# Work instructions
Repeat the records word for word.

# Exercise materials
--

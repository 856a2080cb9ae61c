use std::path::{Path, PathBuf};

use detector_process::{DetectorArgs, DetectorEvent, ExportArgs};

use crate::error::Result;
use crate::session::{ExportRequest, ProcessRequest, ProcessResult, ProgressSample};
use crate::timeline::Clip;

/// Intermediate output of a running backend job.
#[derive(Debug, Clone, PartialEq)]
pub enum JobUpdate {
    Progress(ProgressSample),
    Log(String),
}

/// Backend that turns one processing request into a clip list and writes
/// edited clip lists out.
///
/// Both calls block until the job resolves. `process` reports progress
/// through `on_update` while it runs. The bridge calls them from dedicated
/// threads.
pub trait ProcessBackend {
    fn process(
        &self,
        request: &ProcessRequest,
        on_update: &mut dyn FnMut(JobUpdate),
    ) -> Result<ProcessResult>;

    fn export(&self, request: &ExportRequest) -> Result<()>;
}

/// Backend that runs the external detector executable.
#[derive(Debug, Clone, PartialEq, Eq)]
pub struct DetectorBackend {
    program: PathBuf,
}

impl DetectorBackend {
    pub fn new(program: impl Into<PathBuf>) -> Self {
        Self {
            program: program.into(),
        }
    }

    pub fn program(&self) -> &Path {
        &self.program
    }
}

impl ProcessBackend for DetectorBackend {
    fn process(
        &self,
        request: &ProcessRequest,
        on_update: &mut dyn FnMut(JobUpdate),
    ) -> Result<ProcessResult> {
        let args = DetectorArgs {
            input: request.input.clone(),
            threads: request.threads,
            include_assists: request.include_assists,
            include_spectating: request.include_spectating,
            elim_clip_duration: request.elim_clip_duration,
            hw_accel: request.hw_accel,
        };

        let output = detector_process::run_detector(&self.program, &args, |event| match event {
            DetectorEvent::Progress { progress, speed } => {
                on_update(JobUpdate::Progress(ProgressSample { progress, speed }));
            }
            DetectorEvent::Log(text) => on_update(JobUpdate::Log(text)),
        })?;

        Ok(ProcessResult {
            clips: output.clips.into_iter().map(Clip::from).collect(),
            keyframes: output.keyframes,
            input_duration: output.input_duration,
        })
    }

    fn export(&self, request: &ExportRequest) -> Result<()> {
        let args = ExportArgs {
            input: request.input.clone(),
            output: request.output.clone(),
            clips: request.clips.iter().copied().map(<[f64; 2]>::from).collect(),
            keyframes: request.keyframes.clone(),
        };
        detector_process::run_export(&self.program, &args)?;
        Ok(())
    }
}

--

# Result for this exercise
repository 856a2080cb9ae61c
use std::path::{Path, PathBuf};

use detector_process::{DetectorArgs, DetectorEvent, ExportArgs};

use crate::error::Result;
use crate::session::{ExportRequest, ProcessRequest, ProcessResult, ProgressSample};
use crate::timeline::Clip;

/// Intermediate output of a running backend job.
#[derive(Debug, Clone, PartialEq)]
pub enum JobUpdate {
    Progress(ProgressSample),
    Log(String),
}

/// Backend that turns one processing request into a clip list and writes
/// edited clip lists out.
///
/// Both calls block until the job resolves. `process` reports progress
/// through `on_update` while it runs. The bridge calls them from dedicated
/// threads.
pub trait ProcessBackend {
    fn process(
        &self,
        request: &ProcessRequest,
        on_update: &mut dyn FnMut(JobUpdate),
    ) -> Result<ProcessResult>;

    fn export(&self, request: &ExportRequest) -> Result<()>;
}

/// Backend that runs the external detector executable.
#[derive(Debug, Clone, PartialEq, Eq)]
pub struct DetectorBackend {
    program: PathBuf,
}

impl DetectorBackend {
    pub fn new(program: impl Into<PathBuf>) -> Self {
        Self {
            program: program.into(),
        }
    }

    pub fn program(&self) -> &Path {
        &self.program
    }
}

impl ProcessBackend for DetectorBackend {
    fn process(
        &self,
        request: &ProcessRequest,
        on_update: &mut dyn FnMut(JobUpdate),
    ) -> Result<ProcessResult> {
        let args = DetectorArgs {
            input: request.input.clone(),
            threads: request.threads,
            include_assists: request.include_assists,
            include_spectating: request.include_spectating,
            elim_clip_duration: request.elim_clip_duration,
            hw_accel: request.hw_accel,
        };

        let output = detector_process::run_detector(&self.program, &args, |event| match event {
            DetectorEvent::Progress { progress, speed } => {
                on_update(JobUpdate::Progress(ProgressSample { progress, speed }));
            }
            DetectorEvent::Log(text) => on_update(JobUpdate::Log(text)),
        })?;

        Ok(ProcessResult {
            clips: output.clips.into_iter().map(Clip::from).collect(),
            keyframes: output.keyframes,
            input_duration: output.input_duration,
        })
    }

    fn export(&self, request: &ExportRequest) -> Result<()> {
        let args = ExportArgs {
            input: request.input.clone(),
            output: request.output.clone(),
            clips: request.clips.iter().copied().map(<[f64; 2]>::from).collect(),
            keyframes: request.keyframes.clone(),
        };
        detector_process::run_export(&self.program, &args)?;
        Ok(())
    }
}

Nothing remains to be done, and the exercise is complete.